[Items from a dataset]
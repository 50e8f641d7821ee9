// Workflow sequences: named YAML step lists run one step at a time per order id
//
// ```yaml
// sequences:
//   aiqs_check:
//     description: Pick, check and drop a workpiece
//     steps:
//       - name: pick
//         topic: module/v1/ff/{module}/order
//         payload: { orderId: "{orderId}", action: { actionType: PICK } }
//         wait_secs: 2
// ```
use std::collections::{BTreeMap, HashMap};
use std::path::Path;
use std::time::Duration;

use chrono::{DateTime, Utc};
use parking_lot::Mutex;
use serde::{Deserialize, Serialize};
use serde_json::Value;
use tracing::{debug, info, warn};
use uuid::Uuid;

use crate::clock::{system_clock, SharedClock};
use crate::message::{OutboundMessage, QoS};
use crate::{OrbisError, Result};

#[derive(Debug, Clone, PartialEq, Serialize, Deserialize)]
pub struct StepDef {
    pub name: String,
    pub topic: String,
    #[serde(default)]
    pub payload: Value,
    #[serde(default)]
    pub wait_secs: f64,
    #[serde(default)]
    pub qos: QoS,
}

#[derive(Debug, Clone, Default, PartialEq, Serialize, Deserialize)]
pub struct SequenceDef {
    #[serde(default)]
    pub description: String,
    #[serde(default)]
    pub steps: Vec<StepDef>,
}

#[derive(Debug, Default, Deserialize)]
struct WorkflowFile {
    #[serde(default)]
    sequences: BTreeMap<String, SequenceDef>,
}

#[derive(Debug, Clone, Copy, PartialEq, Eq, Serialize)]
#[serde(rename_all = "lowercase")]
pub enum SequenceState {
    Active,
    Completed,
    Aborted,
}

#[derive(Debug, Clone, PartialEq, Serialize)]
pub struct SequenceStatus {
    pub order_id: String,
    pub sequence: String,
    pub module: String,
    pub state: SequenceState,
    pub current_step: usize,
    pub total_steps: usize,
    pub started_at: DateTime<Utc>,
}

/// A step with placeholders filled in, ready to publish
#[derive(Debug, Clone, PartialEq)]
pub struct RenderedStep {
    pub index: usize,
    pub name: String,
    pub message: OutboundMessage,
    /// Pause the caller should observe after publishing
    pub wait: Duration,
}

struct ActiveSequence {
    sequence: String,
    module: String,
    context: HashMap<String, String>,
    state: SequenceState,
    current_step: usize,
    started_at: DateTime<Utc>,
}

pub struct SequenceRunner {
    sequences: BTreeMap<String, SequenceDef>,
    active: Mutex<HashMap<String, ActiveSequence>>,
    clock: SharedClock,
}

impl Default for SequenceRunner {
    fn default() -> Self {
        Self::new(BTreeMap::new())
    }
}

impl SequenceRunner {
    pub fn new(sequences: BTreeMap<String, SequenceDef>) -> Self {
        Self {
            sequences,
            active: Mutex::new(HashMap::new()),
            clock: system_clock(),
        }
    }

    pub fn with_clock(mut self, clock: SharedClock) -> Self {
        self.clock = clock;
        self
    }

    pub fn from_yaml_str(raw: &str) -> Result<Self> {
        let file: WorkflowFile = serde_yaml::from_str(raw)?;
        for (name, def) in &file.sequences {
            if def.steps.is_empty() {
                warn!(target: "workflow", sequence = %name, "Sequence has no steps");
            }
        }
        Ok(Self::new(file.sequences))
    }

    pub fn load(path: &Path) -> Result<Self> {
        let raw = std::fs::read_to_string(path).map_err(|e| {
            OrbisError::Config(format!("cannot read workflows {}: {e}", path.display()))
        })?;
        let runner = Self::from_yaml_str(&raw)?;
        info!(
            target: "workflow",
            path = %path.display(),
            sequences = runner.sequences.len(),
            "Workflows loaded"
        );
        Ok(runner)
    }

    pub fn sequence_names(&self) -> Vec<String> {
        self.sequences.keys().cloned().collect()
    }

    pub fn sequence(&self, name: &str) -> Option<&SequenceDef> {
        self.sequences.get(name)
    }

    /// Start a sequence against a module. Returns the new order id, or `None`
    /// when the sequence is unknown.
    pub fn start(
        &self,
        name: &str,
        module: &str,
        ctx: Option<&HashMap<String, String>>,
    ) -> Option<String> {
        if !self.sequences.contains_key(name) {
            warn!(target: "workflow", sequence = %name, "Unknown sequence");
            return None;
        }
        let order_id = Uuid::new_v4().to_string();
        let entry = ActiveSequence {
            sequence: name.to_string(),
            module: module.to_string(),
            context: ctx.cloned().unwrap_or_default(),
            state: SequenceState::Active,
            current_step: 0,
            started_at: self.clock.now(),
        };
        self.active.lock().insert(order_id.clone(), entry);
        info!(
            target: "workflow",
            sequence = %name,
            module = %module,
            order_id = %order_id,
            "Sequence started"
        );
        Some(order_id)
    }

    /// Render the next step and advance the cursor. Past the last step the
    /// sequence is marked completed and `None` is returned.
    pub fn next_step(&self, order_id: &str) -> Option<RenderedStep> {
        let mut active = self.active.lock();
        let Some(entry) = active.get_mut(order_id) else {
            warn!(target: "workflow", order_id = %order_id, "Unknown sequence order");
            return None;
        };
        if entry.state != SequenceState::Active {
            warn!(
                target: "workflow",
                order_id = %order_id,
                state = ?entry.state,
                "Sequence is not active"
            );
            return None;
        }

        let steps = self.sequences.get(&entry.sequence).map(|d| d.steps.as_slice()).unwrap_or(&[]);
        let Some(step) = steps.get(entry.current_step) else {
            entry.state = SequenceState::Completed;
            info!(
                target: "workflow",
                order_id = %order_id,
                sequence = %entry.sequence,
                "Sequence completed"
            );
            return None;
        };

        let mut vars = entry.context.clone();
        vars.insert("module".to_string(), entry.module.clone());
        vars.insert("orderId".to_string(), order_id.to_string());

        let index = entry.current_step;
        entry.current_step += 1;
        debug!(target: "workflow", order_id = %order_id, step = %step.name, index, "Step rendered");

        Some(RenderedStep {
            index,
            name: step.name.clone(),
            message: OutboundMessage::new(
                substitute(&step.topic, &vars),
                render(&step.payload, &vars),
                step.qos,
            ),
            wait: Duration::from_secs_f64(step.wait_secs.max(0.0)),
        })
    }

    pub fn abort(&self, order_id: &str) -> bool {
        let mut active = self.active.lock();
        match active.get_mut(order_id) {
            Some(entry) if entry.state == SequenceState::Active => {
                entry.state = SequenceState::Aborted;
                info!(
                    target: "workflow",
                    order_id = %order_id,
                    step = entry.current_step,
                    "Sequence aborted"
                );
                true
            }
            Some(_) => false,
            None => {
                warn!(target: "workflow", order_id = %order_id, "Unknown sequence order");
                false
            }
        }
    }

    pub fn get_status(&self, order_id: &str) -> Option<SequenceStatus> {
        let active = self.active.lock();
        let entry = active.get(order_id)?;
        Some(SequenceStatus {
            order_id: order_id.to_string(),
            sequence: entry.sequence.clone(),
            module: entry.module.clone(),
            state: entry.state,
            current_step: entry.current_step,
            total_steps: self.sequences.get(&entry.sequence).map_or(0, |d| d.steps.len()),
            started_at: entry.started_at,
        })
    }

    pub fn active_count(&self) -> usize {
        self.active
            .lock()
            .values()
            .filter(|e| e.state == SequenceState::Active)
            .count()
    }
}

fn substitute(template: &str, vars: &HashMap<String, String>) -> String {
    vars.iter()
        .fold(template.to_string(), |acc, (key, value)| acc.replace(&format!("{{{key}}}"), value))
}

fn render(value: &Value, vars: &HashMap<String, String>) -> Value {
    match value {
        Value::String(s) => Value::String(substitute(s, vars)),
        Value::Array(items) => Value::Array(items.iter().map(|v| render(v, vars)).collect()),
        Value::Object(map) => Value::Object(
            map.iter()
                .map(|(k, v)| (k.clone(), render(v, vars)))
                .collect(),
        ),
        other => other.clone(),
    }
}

**REQUIRED WORK**
What you should do is return the records above exactly, leaving nothing out.

**ANSWER TO THE PROBLEM**
repository 50e8f641d7821ee9
// Workflow sequences: named YAML step lists run one step at a time per order id
//
// ```yaml
// sequences:
//   aiqs_check:
//     description: Pick, check and drop a workpiece
//     steps:
//       - name: pick
//         topic: module/v1/ff/{module}/order
//         payload: { orderId: "{orderId}", action: { actionType: PICK } }
//         wait_secs: 2
// ```
use std::collections::{BTreeMap, HashMap};
use std::path::Path;
use std::time::Duration;

use chrono::{DateTime, Utc};
use parking_lot::Mutex;
use serde::{Deserialize, Serialize};
use serde_json::Value;
use tracing::{debug, info, warn};
use uuid::Uuid;

use crate::clock::{system_clock, SharedClock};
use crate::message::{OutboundMessage, QoS};
use crate::{OrbisError, Result};

#[derive(Debug, Clone, PartialEq, Serialize, Deserialize)]
pub struct StepDef {
    pub name: String,
    pub topic: String,
    #[serde(default)]
    pub payload: Value,
    #[serde(default)]
    pub wait_secs: f64,
    #[serde(default)]
    pub qos: QoS,
}

#[derive(Debug, Clone, Default, PartialEq, Serialize, Deserialize)]
pub struct SequenceDef {
    #[serde(default)]
    pub description: String,
    #[serde(default)]
    pub steps: Vec<StepDef>,
}

#[derive(Debug, Default, Deserialize)]
struct WorkflowFile {
    #[serde(default)]
    sequences: BTreeMap<String, SequenceDef>,
}

#[derive(Debug, Clone, Copy, PartialEq, Eq, Serialize)]
#[serde(rename_all = "lowercase")]
pub enum SequenceState {
    Active,
    Completed,
    Aborted,
}

#[derive(Debug, Clone, PartialEq, Serialize)]
pub struct SequenceStatus {
    pub order_id: String,
    pub sequence: String,
    pub module: String,
    pub state: SequenceState,
    pub current_step: usize,
    pub total_steps: usize,
    pub started_at: DateTime<Utc>,
}

/// A step with placeholders filled in, ready to publish
#[derive(Debug, Clone, PartialEq)]
pub struct RenderedStep {
    pub index: usize,
    pub name: String,
    pub message: OutboundMessage,
    /// Pause the caller should observe after publishing
    pub wait: Duration,
}

struct ActiveSequence {
    sequence: String,
    module: String,
    context: HashMap<String, String>,
    state: SequenceState,
    current_step: usize,
    started_at: DateTime<Utc>,
}

pub struct SequenceRunner {
    sequences: BTreeMap<String, SequenceDef>,
    active: Mutex<HashMap<String, ActiveSequence>>,
    clock: SharedClock,
}

impl Default for SequenceRunner {
    fn default() -> Self {
        Self::new(BTreeMap::new())
    }
}

impl SequenceRunner {
    pub fn new(sequences: BTreeMap<String, SequenceDef>) -> Self {
        Self {
            sequences,
            active: Mutex::new(HashMap::new()),
            clock: system_clock(),
        }
    }

    pub fn with_clock(mut self, clock: SharedClock) -> Self {
        self.clock = clock;
        self
    }

    pub fn from_yaml_str(raw: &str) -> Result<Self> {
        let file: WorkflowFile = serde_yaml::from_str(raw)?;
        for (name, def) in &file.sequences {
            if def.steps.is_empty() {
                warn!(target: "workflow", sequence = %name, "Sequence has no steps");
            }
        }
        Ok(Self::new(file.sequences))
    }

    pub fn load(path: &Path) -> Result<Self> {
        let raw = std::fs::read_to_string(path).map_err(|e| {
            OrbisError::Config(format!("cannot read workflows {}: {e}", path.display()))
        })?;
        let runner = Self::from_yaml_str(&raw)?;
        info!(
            target: "workflow",
            path = %path.display(),
            sequences = runner.sequences.len(),
            "Workflows loaded"
        );
        Ok(runner)
    }

    pub fn sequence_names(&self) -> Vec<String> {
        self.sequences.keys().cloned().collect()
    }

    pub fn sequence(&self, name: &str) -> Option<&SequenceDef> {
        self.sequences.get(name)
    }

    /// Start a sequence against a module. Returns the new order id, or `None`
    /// when the sequence is unknown.
    pub fn start(
        &self,
        name: &str,
        module: &str,
        ctx: Option<&HashMap<String, String>>,
    ) -> Option<String> {
        if !self.sequences.contains_key(name) {
            warn!(target: "workflow", sequence = %name, "Unknown sequence");
            return None;
        }
        let order_id = Uuid::new_v4().to_string();
        let entry = ActiveSequence {
            sequence: name.to_string(),
            module: module.to_string(),
            context: ctx.cloned().unwrap_or_default(),
            state: SequenceState::Active,
            current_step: 0,
            started_at: self.clock.now(),
        };
        self.active.lock().insert(order_id.clone(), entry);
        info!(
            target: "workflow",
            sequence = %name,
            module = %module,
            order_id = %order_id,
            "Sequence started"
        );
        Some(order_id)
    }

    /// Render the next step and advance the cursor. Past the last step the
    /// sequence is marked completed and `None` is returned.
    pub fn next_step(&self, order_id: &str) -> Option<RenderedStep> {
        let mut active = self.active.lock();
        let Some(entry) = active.get_mut(order_id) else {
            warn!(target: "workflow", order_id = %order_id, "Unknown sequence order");
            return None;
        };
        if entry.state != SequenceState::Active {
            warn!(
                target: "workflow",
                order_id = %order_id,
                state = ?entry.state,
                "Sequence is not active"
            );
            return None;
        }

        let steps = self.sequences.get(&entry.sequence).map(|d| d.steps.as_slice()).unwrap_or(&[]);
        let Some(step) = steps.get(entry.current_step) else {
            entry.state = SequenceState::Completed;
            info!(
                target: "workflow",
                order_id = %order_id,
                sequence = %entry.sequence,
                "Sequence completed"
            );
            return None;
        };

        let mut vars = entry.context.clone();
        vars.insert("module".to_string(), entry.module.clone());
        vars.insert("orderId".to_string(), order_id.to_string());

        let index = entry.current_step;
        entry.current_step += 1;
        debug!(target: "workflow", order_id = %order_id, step = %step.name, index, "Step rendered");

        Some(RenderedStep {
            index,
            name: step.name.clone(),
            message: OutboundMessage::new(
                substitute(&step.topic, &vars),
                render(&step.payload, &vars),
                step.qos,
            ),
            wait: Duration::from_secs_f64(step.wait_secs.max(0.0)),
        })
    }

    pub fn abort(&self, order_id: &str) -> bool {
        let mut active = self.active.lock();
        match active.get_mut(order_id) {
            Some(entry) if entry.state == SequenceState::Active => {
                entry.state = SequenceState::Aborted;
                info!(
                    target: "workflow",
                    order_id = %order_id,
                    step = entry.current_step,
                    "Sequence aborted"
                );
                true
            }
            Some(_) => false,
            None => {
                warn!(target: "workflow", order_id = %order_id, "Unknown sequence order");
                false
            }
        }
    }

    pub fn get_status(&self, order_id: &str) -> Option<SequenceStatus> {
        let active = self.active.lock();
        let entry = active.get(order_id)?;
        Some(SequenceStatus {
            order_id: order_id.to_string(),
            sequence: entry.sequence.clone(),
            module: entry.module.clone(),
            state: entry.state,
            current_step: entry.current_step,
            total_steps: self.sequences.get(&entry.sequence).map_or(0, |d| d.steps.len()),
            started_at: entry.started_at,
        })
    }

    pub fn active_count(&self) -> usize {
        self.active
            .lock()
            .values()
            .filter(|e| e.state == SequenceState::Active)
            .count()
    }
}

fn substitute(template: &str, vars: &HashMap<String, String>) -> String {
    vars.iter()
        .fold(template.to_string(), |acc, (key, value)| acc.replace(&format!("{{{key}}}"), value))
}

fn render(value: &Value, vars: &HashMap<String, String>) -> Value {
    match value {
        Value::String(s) => Value::String(substitute(s, vars)),
        Value::Array(items) => Value::Array(items.iter().map(|v| render(v, vars)).collect()),
        Value::Object(map) => Value::Object(
            map.iter()
                .map(|(k, v)| (k.clone(), render(v, vars)))
                .collect(),
        ),
        other => other.clone(),
    }
}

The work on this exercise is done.